After 02:30 UT, the lm continued to drop as a result of the advancing twilight.
Figure 1. Magnitude -3 Lyrid on 23 April 2018 at 2:20 UT.
Camera: Canon 6D with Canon EF 8-15 mm zoom fish eye lens set at 8 mm.
The activity of the Lyrids was rather flat this night. Half-hour counts of 3 to 4 were the norm. Most Lyrids were weak. A pair of +1 that appeared right behind each other were the most beautiful ones. In total I observed 45 meteors between 23:34 and 02:50 UT, with 23 Lyrids and 2 Antihelions. Despite the slightly lesser observing circumstances, it was a good result. It was more than I expected based on the weather forecast.
Table 5. Meteor counts April 21/22 2018
In the evening we got a bright clear sky but this was soon followed by increasing cirrus and a passage of high clouds, then came middle level clouds and finally it was clearing up again and clear from 1:34 to 2:35. In that last period I did a short session, but the sky was very hazy with lm variable between 5.9 and 6.1. Because of the weather I decided this time to observe on the flat roof of my dormer.

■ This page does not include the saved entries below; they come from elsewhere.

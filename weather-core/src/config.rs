use anyhow::{Context, Result, anyhow};
use directories::ProjectDirs;
use serde::{Deserialize, Serialize};
use std::{
    fs,
    path::{Path, PathBuf},
};

/// Environment variable that takes precedence over the stored API key.
pub const API_KEY_ENV: &str = "OPENWEATHER_API_KEY";

/// OpenWeather credentials and endpoint.
#[derive(Debug, Clone, Serialize, Deserialize, Default, PartialEq, Eq)]
pub struct ProviderConfig {
    pub api_key: Option<String>,

    /// Overrides the public endpoint, e.g. for a proxy.
    #[serde(default, skip_serializing_if = "Option::is_none")]
    pub base_url: Option<String>,
}

/// Top-level configuration stored on disk.
///
/// Example TOML:
/// [openweather]
/// api_key = "..."
#[derive(Debug, Clone, Serialize, Deserialize, Default, PartialEq, Eq)]
pub struct Config {
    #[serde(default)]
    pub openweather: ProviderConfig,
}

impl Config {
    /// Load config from the platform config dir, or defaults if it doesn't exist yet.
    ///
    /// Also falls back to defaults when there is no config dir at all, so the
    /// environment override still has something to apply to.
    pub fn load() -> Result<Self> {
        Self::load_resolved(Self::config_file_path())
    }

    fn load_resolved(path: Result<PathBuf>) -> Result<Self> {
        match path {
            Ok(path) => Self::load_from(&path),
            Err(err) => {
                tracing::warn!(error = %err, "no config directory, using defaults");
                Ok(Self::default())
            }
        }
    }

    pub fn load_from(path: &Path) -> Result<Self> {
        if !path.exists() {
            // First run: no config file, return empty.
            return Ok(Self::default());
        }

        let contents = fs::read_to_string(path)
            .with_context(|| format!("Failed to read config file: {}", path.display()))?;

        let cfg: Config = toml::from_str(&contents)
            .with_context(|| format!("Failed to parse config file: {}", path.display()))?;

        Ok(cfg)
    }

    /// Save config to disk, creating parent directories as needed.
    pub fn save(&self) -> Result<PathBuf> {
        let path = Self::config_file_path()?;
        self.save_to(&path)?;
        Ok(path)
    }

    pub fn save_to(&self, path: &Path) -> Result<()> {
        if let Some(parent) = path.parent() {
            fs::create_dir_all(parent).with_context(|| {
                format!("Failed to create config directory: {}", parent.display())
            })?;
        }

        let toml =
            toml::to_string_pretty(self).context("Failed to serialize configuration to TOML")?;

        fs::write(path, toml)
            .with_context(|| format!("Failed to write config file: {}", path.display()))?;

        Ok(())
    }

    /// Path to the config file.
    pub fn config_file_path() -> Result<PathBuf> {
        let dirs = ProjectDirs::from("dev", "cityweather", "cityweather")
            .ok_or_else(|| anyhow!("Could not determine platform config directory"))?;

        Ok(dirs.config_dir().join("config.toml"))
    }

    /// Apply `OPENWEATHER_API_KEY` if it is set.
    pub fn with_env_overrides(self) -> Self {
        self.with_api_key_override(std::env::var(API_KEY_ENV).ok())
    }

    pub fn with_api_key_override(mut self, api_key: Option<String>) -> Self {
        if let Some(key) = api_key.filter(|k| !k.trim().is_empty()) {
            self.openweather.api_key = Some(key);
        }
        self
    }

    pub fn set_api_key(&mut self, api_key: String) {
        self.openweather.api_key = Some(api_key);
    }

    pub fn set_base_url(&mut self, base_url: Option<String>) {
        self.openweather.base_url = base_url.filter(|u| !u.trim().is_empty());
    }

    /// Returns the API key, if present and non-blank.
    pub fn api_key(&self) -> Option<&str> {
        self.openweather.api_key.as_deref().filter(|k| !k.trim().is_empty())
    }

    pub fn base_url(&self) -> Option<&str> {
        self.openweather.base_url.as_deref()
    }

    pub fn is_configured(&self) -> bool {
        self.api_key().is_some()
    }
}
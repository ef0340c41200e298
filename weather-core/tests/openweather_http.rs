//! HTTP-level tests for `OpenWeatherProvider` against a wiremock server.

use cityweather_core::{LookupError, OpenWeatherProvider, WeatherProvider};
use serde_json::json;
use wiremock::matchers::{method, path, query_param};
use wiremock::{Mock, MockServer, ResponseTemplate};

fn london_current() -> serde_json::Value {
    json!({
        "name": "London",
        "main": {"temp": 15.2, "feels_like": 14.1, "humidity": 80},
        "weather": [{"id": 500, "main": "Rain", "description": "light rain", "icon": "10d"}]
    })
}

fn london_forecast() -> serde_json::Value {
    json!({
        "cod": "200",
        "cnt": 2,
        "list": [
            {
                "dt": 1714564800,
                "dt_txt": "2024-05-01 12:00:00",
                "main": {"temp": 14.0},
                "weather": [{"description": "clear sky", "icon": "01d"}]
            },
            {
                "dt": 1714575600,
                "dt_txt": "2024-05-01 15:00:00",
                "main": {"temp": 16.5},
                "weather": [{"description": "few clouds", "icon": "02d"}]
            }
        ],
        "city": {"name": "London", "country": "GB"}
    })
}

async fn mount(server: &MockServer, endpoint: &str, status: u16, body: serde_json::Value) {
    Mock::given(method("GET"))
        .and(path(endpoint))
        .respond_with(ResponseTemplate::new(status).set_body_json(body))
        .mount(server)
        .await;
}

#[tokio::test]
async fn lookup_returns_current_and_forecast() {
    let server = MockServer::start().await;

    Mock::given(method("GET"))
        .and(path("/weather"))
        .and(query_param("q", "london"))
        .and(query_param("appid", "TEST_KEY"))
        .and(query_param("units", "metric"))
        .respond_with(ResponseTemplate::new(200).set_body_json(london_current()))
        .expect(1)
        .mount(&server)
        .await;

    Mock::given(method("GET"))
        .and(path("/forecast"))
        .and(query_param("q", "london"))
        .and(query_param("appid", "TEST_KEY"))
        .and(query_param("units", "metric"))
        .respond_with(ResponseTemplate::new(200).set_body_json(london_forecast()))
        .expect(1)
        .mount(&server)
        .await;

    let provider = OpenWeatherProvider::with_base_url("TEST_KEY".into(), server.uri());
    let report = provider.lookup("london").await.unwrap();

    // Canonical provider name, not the caller's spelling.
    assert_eq!(report.current.city, "London");
    assert_eq!(report.current.temperature, 15.2);
    assert_eq!(report.current.description, "light rain");
    assert_eq!(report.current.icon, "10d");

    assert_eq!(report.forecast.len(), 2);
    assert_eq!(report.forecast[0].datetime, "2024-05-01 12:00:00");
    assert_eq!(report.forecast[1].datetime, "2024-05-01 15:00:00");
    assert_eq!(report.forecast[1].icon, "02d");
}

#[tokio::test]
async fn unknown_city_returns_provider_error() {
    let server = MockServer::start().await;
    let not_found = json!({"cod": "404", "message": "city not found"});

    mount(&server, "/weather", 404, not_found.clone()).await;
    mount(&server, "/forecast", 404, not_found).await;

    let provider = OpenWeatherProvider::with_base_url("TEST_KEY".into(), server.uri());
    let err = provider.lookup("Nowhereville").await.unwrap_err();

    assert!(err.is_provider());
    assert_eq!(err.user_message(), "Error: 404 - city not found");
}

#[tokio::test]
async fn forecast_failure_is_not_masked_by_current_success() {
    let server = MockServer::start().await;

    mount(&server, "/weather", 200, london_current()).await;
    mount(&server, "/forecast", 503, json!({"message": "service busy"})).await;

    let provider = OpenWeatherProvider::with_base_url("TEST_KEY".into(), server.uri());
    let err = provider.lookup("London").await.unwrap_err();

    assert!(matches!(err, LookupError::Provider { status: 503, .. }));
    assert_eq!(err.user_message(), "Error: 503 - service busy");
}

#[tokio::test]
async fn both_calls_are_issued_even_when_current_fails() {
    let server = MockServer::start().await;

    Mock::given(method("GET"))
        .and(path("/weather"))
        .respond_with(ResponseTemplate::new(401).set_body_json(json!({"cod": 401, "message": "Invalid API key"})))
        .expect(1)
        .mount(&server)
        .await;

    Mock::given(method("GET"))
        .and(path("/forecast"))
        .respond_with(ResponseTemplate::new(401).set_body_json(json!({"cod": 401, "message": "Invalid API key"})))
        .expect(1)
        .mount(&server)
        .await;

    let provider = OpenWeatherProvider::with_base_url("WRONG".into(), server.uri());
    let err = provider.lookup("London").await.unwrap_err();

    assert_eq!(err.to_string(), "Error: 401 - Invalid API key");
}

#[tokio::test]
async fn repeated_lookups_are_independent_and_identical() {
    let server = MockServer::start().await;

    Mock::given(method("GET"))
        .and(path("/weather"))
        .respond_with(ResponseTemplate::new(200).set_body_json(london_current()))
        .expect(2)
        .mount(&server)
        .await;

    Mock::given(method("GET"))
        .and(path("/forecast"))
        .respond_with(ResponseTemplate::new(200).set_body_json(london_forecast()))
        .expect(2)
        .mount(&server)
        .await;

    let provider = OpenWeatherProvider::with_base_url("TEST_KEY".into(), server.uri());
    let first = provider.lookup("London").await.unwrap();
    let second = provider.lookup("London").await.unwrap();

    assert_eq!(first, second);
}

#[tokio::test]
async fn malformed_success_body_is_a_decode_error() {
    let server = MockServer::start().await;

    Mock::given(method("GET"))
        .and(path("/weather"))
        .respond_with(ResponseTemplate::new(200).set_body_string("not json"))
        .mount(&server)
        .await;
    mount(&server, "/forecast", 200, london_forecast()).await;

    let provider = OpenWeatherProvider::with_base_url("TEST_KEY".into(), server.uri());
    let err = provider.lookup("London").await.unwrap_err();

    assert!(matches!(err, LookupError::Decode { what: "current", .. }));
    assert_eq!(err.user_message(), "Error: weather service unavailable");
}

#[tokio::test]
async fn unreachable_provider_is_a_transport_error() {
    let server = MockServer::start().await;
    let uri = server.uri();
    drop(server);

    let provider = OpenWeatherProvider::with_base_url("TEST_KEY".into(), uri);
    let err = provider.lookup("London").await.unwrap_err();

    assert!(err.is_transport());
    assert_eq!(err.user_message(), "Error: weather service unavailable");
}
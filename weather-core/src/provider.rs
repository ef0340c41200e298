use crate::{Config, LookupError, WeatherReport, provider::openweather::OpenWeatherProvider};
use async_trait::async_trait;
use std::fmt::Debug;

pub mod openweather;

#[async_trait]
pub trait WeatherProvider: Send + Sync + Debug {
    /// Current conditions plus forecast for a free-text city name.
    async fn lookup(&self, city: &str) -> Result<WeatherReport, LookupError>;
}

/// Construct the OpenWeather provider from config.
pub fn provider_from_config(config: &Config) -> anyhow::Result<Box<dyn WeatherProvider>> {
    let api_key = config.api_key().ok_or_else(|| {
        anyhow::anyhow!(
            "No OpenWeather API key configured.\n\
                 Hint: run `cityweather configure` or set {}.",
            crate::config::API_KEY_ENV
        )
    })?;

    let provider = match config.base_url() {
        Some(url) => OpenWeatherProvider::with_base_url(api_key.to_owned(), url),
        None => OpenWeatherProvider::new(api_key.to_owned()),
    };

    Ok(Box::new(provider))
}
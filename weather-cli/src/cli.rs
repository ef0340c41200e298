use anyhow::{Context, bail};
use cityweather_core::{Config, WeatherProvider, WeatherReport, provider_from_config};
use clap::{Parser, Subcommand};
use inquire::{Password, PasswordDisplayMode, Text};
use std::{io::Write, process::ExitCode};

/// Top-level CLI struct.
#[derive(Debug, Parser)]
#[command(name = "cityweather", version, about = "Current weather and 5-day forecast for a city")]
pub struct Cli {
    #[command(subcommand)]
    pub command: Command,
}

#[derive(Debug, Subcommand)]
pub enum Command {
    /// Store the OpenWeather API key (and optionally a custom endpoint).
    Configure,

    /// Show current weather and the forecast for a city.
    Show {
        /// City name, passed to the provider as typed.
        city: String,

        /// Print the report as JSON instead of text.
        #[arg(long)]
        json: bool,
    },
}

impl Cli {
    pub async fn run(self) -> anyhow::Result<ExitCode> {
        match self.command {
            Command::Configure => configure().map(|()| ExitCode::SUCCESS),
            Command::Show { city, json } => show(&city, json).await,
        }
    }
}

fn configure() -> anyhow::Result<()> {
    let mut cfg = Config::load()?;

    let api_key = Password::new("OpenWeather API key:")
        .with_display_mode(PasswordDisplayMode::Masked)
        .without_confirmation()
        .prompt()
        .context("Failed to read API key")?;
    if api_key.trim().is_empty() {
        bail!("API key must not be empty");
    }
    cfg.set_api_key(api_key.trim().to_string());

    let base_url = Text::new("Custom endpoint (leave empty for the public API):")
        .with_initial_value(cfg.base_url().unwrap_or_default())
        .prompt()
        .context("Failed to read endpoint")?;
    cfg.set_base_url(Some(base_url.trim().to_string()));

    let path = cfg.save()?;
    tracing::info!(path = %path.display(), "configuration saved");
    println!("Saved configuration to {}", path.display());

    Ok(())
}

async fn show(city: &str, json: bool) -> anyhow::Result<ExitCode> {
    let cfg = Config::load()?.with_env_overrides();
    let provider = provider_from_config(&cfg)?;

    let found = print_lookup(
        provider.as_ref(),
        city,
        json,
        &mut std::io::stdout(),
        &mut std::io::stderr(),
    )
    .await?;

    Ok(if found { ExitCode::SUCCESS } else { ExitCode::FAILURE })
}

/// Writes the report to `out`, or the user-facing failure line to `err_out`.
/// Returns whether the lookup succeeded.
async fn print_lookup(
    provider: &dyn WeatherProvider,
    city: &str,
    json: bool,
    out: &mut impl Write,
    err_out: &mut impl Write,
) -> anyhow::Result<bool> {
    match provider.lookup(city).await {
        Ok(report) => {
            if json {
                writeln!(out, "{}", serde_json::to_string_pretty(&report)?)?;
            } else {
                write!(out, "{}", render(&report))?;
            }
            Ok(true)
        }
        Err(err) => {
            writeln!(err_out, "{}", err.user_message())?;
            Ok(false)
        }
    }
}

fn render(report: &WeatherReport) -> String {
    let current = &report.current;
    let mut out = format!(
        "{}: {:.1}°C, {} [{}]\n",
        current.city, current.temperature, current.description, current.icon
    );

    if !report.forecast.is_empty() {
        out.push_str("\nForecast:\n");
    }
    for entry in &report.forecast {
        out.push_str(&format!(
            "  {}  {:>6.1}°C  {} [{}]\n",
            entry.datetime, entry.temperature, entry.description, entry.icon
        ));
    }

    out
}
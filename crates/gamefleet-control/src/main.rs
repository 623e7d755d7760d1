//! Gamefleet Control - Fleet Controller Service
//!
//! This is the main entry point for the fleet controller. It rebuilds the
//! registry from instances already running at the provisioner, starts the
//! control loop as a background task, and serves the allocator API.

use std::sync::Arc;

use axum::{
    extract::State,
    http::StatusCode,
    response::IntoResponse,
    routing::{get, post},
    Json, Router,
};
use serde::Serialize;
use tracing_subscriber::{layer::SubscriberExt, util::SubscriberInitExt};

use gamefleet_control::{
    FleetConfig, FleetController, FleetRegistry, HealthReporter, HttpHealthReporter, Instance,
};
use gamefleet_provision::{K8sProvisioner, Provisioner, ProvisionerConfig};

/// Application state shared across handlers.
#[derive(Clone)]
struct AppState {
    registry: Arc<FleetRegistry>,
}

#[derive(Serialize)]
struct HealthResponse {
    status: &'static str,
    service: &'static str,
    active_instances: usize,
    standby_instances: usize,
    aggregate_capacity: u32,
}

#[derive(Serialize)]
struct AllocateResponse {
    instance_id: String,
    address: String,
    available_capacity: u32,
}

#[derive(Serialize)]
struct ErrorResponse {
    error: String,
}

async fn health_handler(State(state): State<AppState>) -> impl IntoResponse {
    Json(HealthResponse {
        status: "healthy",
        service: "gamefleet-control",
        active_instances: state.registry.active_len(),
        standby_instances: state.registry.standby_len(),
        aggregate_capacity: state.registry.aggregate_capacity(),
    })
}

async fn allocate_handler(State(state): State<AppState>) -> impl IntoResponse {
    match state.registry.allocate() {
        Ok(instance) => (
            StatusCode::OK,
            Json(AllocateResponse {
                instance_id: instance.id.to_string(),
                address: instance.address,
                available_capacity: instance.available_capacity,
            }),
        )
            .into_response(),
        Err(e) => {
            let status = StatusCode::from_u16(e.http_status_code())
                .unwrap_or(StatusCode::INTERNAL_SERVER_ERROR);
            (
                status,
                Json(ErrorResponse {
                    error: e.to_string(),
                }),
            )
                .into_response()
        }
    }
}

async fn instances_handler(State(state): State<AppState>) -> Json<Vec<Instance>> {
    Json(state.registry.list_active())
}

fn create_router(state: AppState) -> Router {
    Router::new()
        .route("/health", get(health_handler))
        .route("/v1/allocate", post(allocate_handler))
        .route("/v1/instances", get(instances_handler))
        .with_state(state)
}

#[tokio::main]
async fn main() -> Result<(), Box<dyn std::error::Error>> {
    // Initialize tracing
    tracing_subscriber::registry()
        .with(
            tracing_subscriber::EnvFilter::try_from_default_env()
                .unwrap_or_else(|_| "info,gamefleet=debug".into()),
        )
        .with(tracing_subscriber::fmt::layer())
        .init();

    tracing::info!("Starting Gamefleet Control");

    // Load configuration from environment
    let listen_addr = std::env::var("LISTEN_ADDR").unwrap_or_else(|_| "0.0.0.0:8080".to_string());
    let fleet_config = FleetConfig::from_env();
    fleet_config.validate()?;
    let provisioner_config = ProvisionerConfig::from_env();

    tracing::info!(
        namespace = %provisioner_config.namespace,
        instance_class = %provisioner_config.instance_class,
        upscale_margin = fleet_config.upscale_margin,
        downscale_margin = fleet_config.downscale_margin,
        "Loaded configuration"
    );

    // Initialize provisioner and health reporter
    let provisioner: Arc<dyn Provisioner> =
        Arc::new(K8sProvisioner::new(provisioner_config).await?);
    tracing::info!("Connected to Kubernetes cluster");

    let reporter: Arc<dyn HealthReporter> =
        Arc::new(HttpHealthReporter::new(fleet_config.health_timeout));

    // Rebuild the registry from any instances that survived a restart
    let registry = Arc::new(FleetRegistry::new());
    let controller = Arc::new(FleetController::new(
        Arc::clone(&registry),
        provisioner,
        reporter,
        fleet_config,
    ));
    controller.bootstrap().await;
    tracing::info!(
        active = registry.active_len(),
        "Registry rebuilt from provisioner"
    );

    // Start the control loop as a background task
    let loop_controller = Arc::clone(&controller);
    tokio::spawn(async move {
        loop_controller.run().await;
    });
    tracing::info!("Started fleet control loop");

    // Create app state
    let state = AppState { registry };

    // Create router
    let app = create_router(state);

    // Start server
    tracing::info!(listen_addr = %listen_addr, "Starting HTTP server");
    let listener = tokio::net::TcpListener::bind(&listen_addr).await?;
    axum::serve(listener, app).await?;

    Ok(())
}
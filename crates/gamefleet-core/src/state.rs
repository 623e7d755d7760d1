//! Instance lifecycle state machine.
//!
//! This module defines the valid state transitions for managed instances and
//! provides validation logic so that illegal transitions are rejected at the
//! point where they would occur.
//!
//! # State Machine
//!
//! ```text
//!           ┌──────────────────┐
//!           │   Provisioning   │
//!           └────────┬─────────┘
//!                    │ (backend confirms running)
//!                    ▼
//!           ┌──────────────────┐  (downscale)   ┌──────────────────┐
//!           │     Running      │───────────────▶│     Standby      │
//!           │                  │◀───────────────│                  │
//!           └───┬──────────────┘   (recall)     └──────────┬───────┘
//!               │        ▲                          ▲      │
//!  (poll fails) │        │ (poll recovers)          │      │ (poll fails)
//!               ▼        │       (poll recovers)    │      ▼
//!           ┌────────────┴─────────────────────────┴───────────┐
//!           │                  Unresponsive                    │
//!           └───────────────────────┬──────────────────────────┘
//!                                   │ (grace period expires)
//!                                   ▼
//!                          ┌──────────────────┐
//!                          │    Terminated    │
//!                          └──────────────────┘
//! ```
//!
//! Termination is irreversible: every non-terminal state may transition to
//! `Terminated`, and `Terminated` has no outgoing edges.

use serde::{Deserialize, Serialize};

use crate::error::{CoreError, Result};
use crate::ids::InstanceId;

/// Lifecycle state of a managed instance.
#[derive(Debug, Clone, Copy, PartialEq, Eq, Hash, Serialize, Deserialize)]
#[serde(rename_all = "snake_case")]
pub enum InstanceState {
    /// Creation requested from the provisioner, not yet confirmed running.
    Provisioning,
    /// Confirmed running and eligible for allocations (when in the active pool).
    Running,
    /// Held in reserve after downscaling, not allocatable.
    Standby,
    /// Failed its most recent health check; awaiting the grace-period recheck.
    Unresponsive,
    /// Destroyed at the provisioner; terminal.
    Terminated,
}

/// Validates a state transition and returns the target state if valid.
///
/// # Errors
///
/// Returns `CoreError::InvalidTransition` if the transition is not allowed.
pub fn validate_transition(
    instance_id: &InstanceId,
    from: InstanceState,
    to: InstanceState,
) -> Result<InstanceState> {
    if is_valid_transition(from, to) {
        Ok(to)
    } else {
        Err(CoreError::InvalidTransition {
            instance_id: instance_id.clone(),
            from,
            to,
        })
    }
}

/// Check if a state transition is valid according to the state machine.
#[must_use]
pub const fn is_valid_transition(from: InstanceState, to: InstanceState) -> bool {
    use InstanceState::{Provisioning, Running, Standby, Terminated, Unresponsive};

    matches!(
        (from, to),
        // Provisioning resolves to Running once the backend confirms
        (Provisioning, Running)
            // Running moves to Standby on downscale, Standby back on recall
            | (Running, Standby)
            | (Standby, Running)
            // A failed poll marks either pool state Unresponsive
            | (Running | Standby, Unresponsive)
            // A successful grace-period recheck restores the pool state
            | (Unresponsive, Running | Standby)
            // Every non-terminal state can be terminated
            | (Provisioning | Running | Standby | Unresponsive, Terminated)
    )
}

/// Returns the list of valid target states from the given state.
#[must_use]
pub fn valid_transitions_from(state: InstanceState) -> Vec<InstanceState> {
    use InstanceState::{Provisioning, Running, Standby, Terminated, Unresponsive};

    match state {
        Provisioning => vec![Running, Terminated],
        Running => vec![Standby, Unresponsive, Terminated],
        Standby => vec![Running, Unresponsive, Terminated],
        Unresponsive => vec![Running, Standby, Terminated],
        Terminated => vec![],
    }
}

/// Returns true if the state permits new allocations.
#[must_use]
pub const fn is_allocatable(state: InstanceState) -> bool {
    matches!(state, InstanceState::Running)
}

/// Returns true if the state is terminal.
#[must_use]
pub const fn is_terminal(state: InstanceState) -> bool {
    matches!(state, InstanceState::Terminated)
}

#[cfg(test)]
mod tests {
    use super::*;

    #[test]
    fn valid_transitions() {
        use InstanceState::*;

        // Provisioning -> Running (backend confirmed)
        assert!(is_valid_transition(Provisioning, Running));
        // Running -> Standby (downscale)
        assert!(is_valid_transition(Running, Standby));
        // Standby -> Running (recall)
        assert!(is_valid_transition(Standby, Running));
        // Failed poll from either pool
        assert!(is_valid_transition(Running, Unresponsive));
        assert!(is_valid_transition(Standby, Unresponsive));
        // Grace-period recovery
        assert!(is_valid_transition(Unresponsive, Running));
        assert!(is_valid_transition(Unresponsive, Standby));
        // Termination from anywhere non-terminal
        assert!(is_valid_transition(Provisioning, Terminated));
        assert!(is_valid_transition(Running, Terminated));
        assert!(is_valid_transition(Standby, Terminated));
        assert!(is_valid_transition(Unresponsive, Terminated));
    }

    #[test]
    fn invalid_transitions() {
        use InstanceState::*;

        // Termination is irreversible
        assert!(!is_valid_transition(Terminated, Running));
        assert!(!is_valid_transition(Terminated, Standby));
        assert!(!is_valid_transition(Terminated, Provisioning));
        // Can't re-enter Provisioning
        assert!(!is_valid_transition(Running, Provisioning));
        assert!(!is_valid_transition(Standby, Provisioning));
        // Provisioning can't be parked or marked unresponsive
        assert!(!is_valid_transition(Provisioning, Standby));
        assert!(!is_valid_transition(Provisioning, Unresponsive));
    }

    #[test]
    fn validate_transition_ok() {
        let id = InstanceId::new("gs-1");
        let result = validate_transition(&id, InstanceState::Running, InstanceState::Standby);
        assert_eq!(result.unwrap(), InstanceState::Standby);
    }

    #[test]
    fn validate_transition_err() {
        let id = InstanceId::new("gs-1");
        let result = validate_transition(&id, InstanceState::Terminated, InstanceState::Running);

        match result {
            Err(CoreError::InvalidTransition { from, to, .. }) => {
                assert_eq!(from, InstanceState::Terminated);
                assert_eq!(to, InstanceState::Running);
            }
            _ => panic!("expected InvalidTransition error"),
        }
    }

    #[test]
    fn allocatability() {
        assert!(is_allocatable(InstanceState::Running));
        assert!(!is_allocatable(InstanceState::Provisioning));
        assert!(!is_allocatable(InstanceState::Standby));
        assert!(!is_allocatable(InstanceState::Unresponsive));
        assert!(!is_allocatable(InstanceState::Terminated));
    }

    #[test]
    fn terminal_states() {
        assert!(is_terminal(InstanceState::Terminated));
        assert!(!is_terminal(InstanceState::Running));
        assert!(!is_terminal(InstanceState::Unresponsive));
    }

    #[test]
    fn valid_transitions_from_terminated_is_empty() {
        assert!(valid_transitions_from(InstanceState::Terminated).is_empty());
    }

    #[test]
    fn valid_transitions_from_unresponsive() {
        let transitions = valid_transitions_from(InstanceState::Unresponsive);
        assert!(transitions.contains(&InstanceState::Running));
        assert!(transitions.contains(&InstanceState::Standby));
        assert!(transitions.contains(&InstanceState::Terminated));
        assert!(!transitions.contains(&InstanceState::Provisioning));
    }

    #[test]
    fn state_serde_snake_case() {
        let json = serde_json::to_string(&InstanceState::Unresponsive).unwrap();
        assert_eq!(json, "\"unresponsive\"");
        let parsed: InstanceState = serde_json::from_str("\"standby\"").unwrap();
        assert_eq!(parsed, InstanceState::Standby);
    }
}
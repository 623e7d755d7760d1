//! Kubernetes provisioning backend for gamefleet instances.
//!
//! This crate provides the [`Provisioner`] trait and [`K8sProvisioner`]
//! implementation for creating and destroying game server pods in a
//! Kubernetes cluster. It handles:
//!
//! - Pod creation for new game server instances
//! - Bounded waits for an instance to reach the running state, resolving its
//!   network endpoint
//! - Pod destruction (idempotent on already-deleted pods)
//! - Listing existing fleet members for registry rebuild at process start
//!
//! # Example
//!
//! ```no_run
//! use std::time::Duration;
//! use gamefleet_provision::{K8sProvisioner, Provisioner, ProvisionerConfig};
//!
//! # async fn example() -> Result<(), Box<dyn std::error::Error>> {
//! let config = ProvisionerConfig::default();
//! let provisioner = K8sProvisioner::new(config).await?;
//!
//! // Create an instance and wait for it to come up
//! let instance_id = provisioner.create_instance().await?;
//! let endpoint = provisioner
//!     .await_running(&instance_id, Duration::from_secs(180))
//!     .await?;
//! println!("Instance {instance_id} is reachable at {endpoint}");
//! # Ok(())
//! # }
//! ```
//!
//! # Testing
//!
//! For testing without a real Kubernetes cluster, enable the `test-utils`
//! feature and use [`MockProvisioner`], which tracks instances in memory and
//! supports failure injection.

#![forbid(unsafe_code)]
#![warn(missing_docs)]
#![warn(clippy::all)]
#![warn(clippy::pedantic)]

pub mod error;
pub mod pod;
pub mod provisioner;
pub mod types;

pub use error::{ProvisionError, Result};
pub use provisioner::{K8sProvisioner, Provisioner};
pub use types::ProvisionerConfig;

#[cfg(any(test, feature = "test-utils"))]
pub use provisioner::mock::MockProvisioner;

I was not disappointed: the first meteor I observed was a -2 Lyrid in Cepheus which was also nicely recorded with CAMS 353. During a break because of some passing clouds, I saw another magn. 0 Lyrid between the clouds and at 2:20 UT a very beautiful -3 Lyrid in Draco with a persistent train of 5 seconds. In addition, a number of +1 Lyrids were seen. During this short period of 0.933 hour I counted 11 Lyrids, 1 Antihelion and 5 sporadic meteors. In total I had 17 meteors. This was visually the final observation night for the Lyrids 2018. For me this Lyrid year was very successful.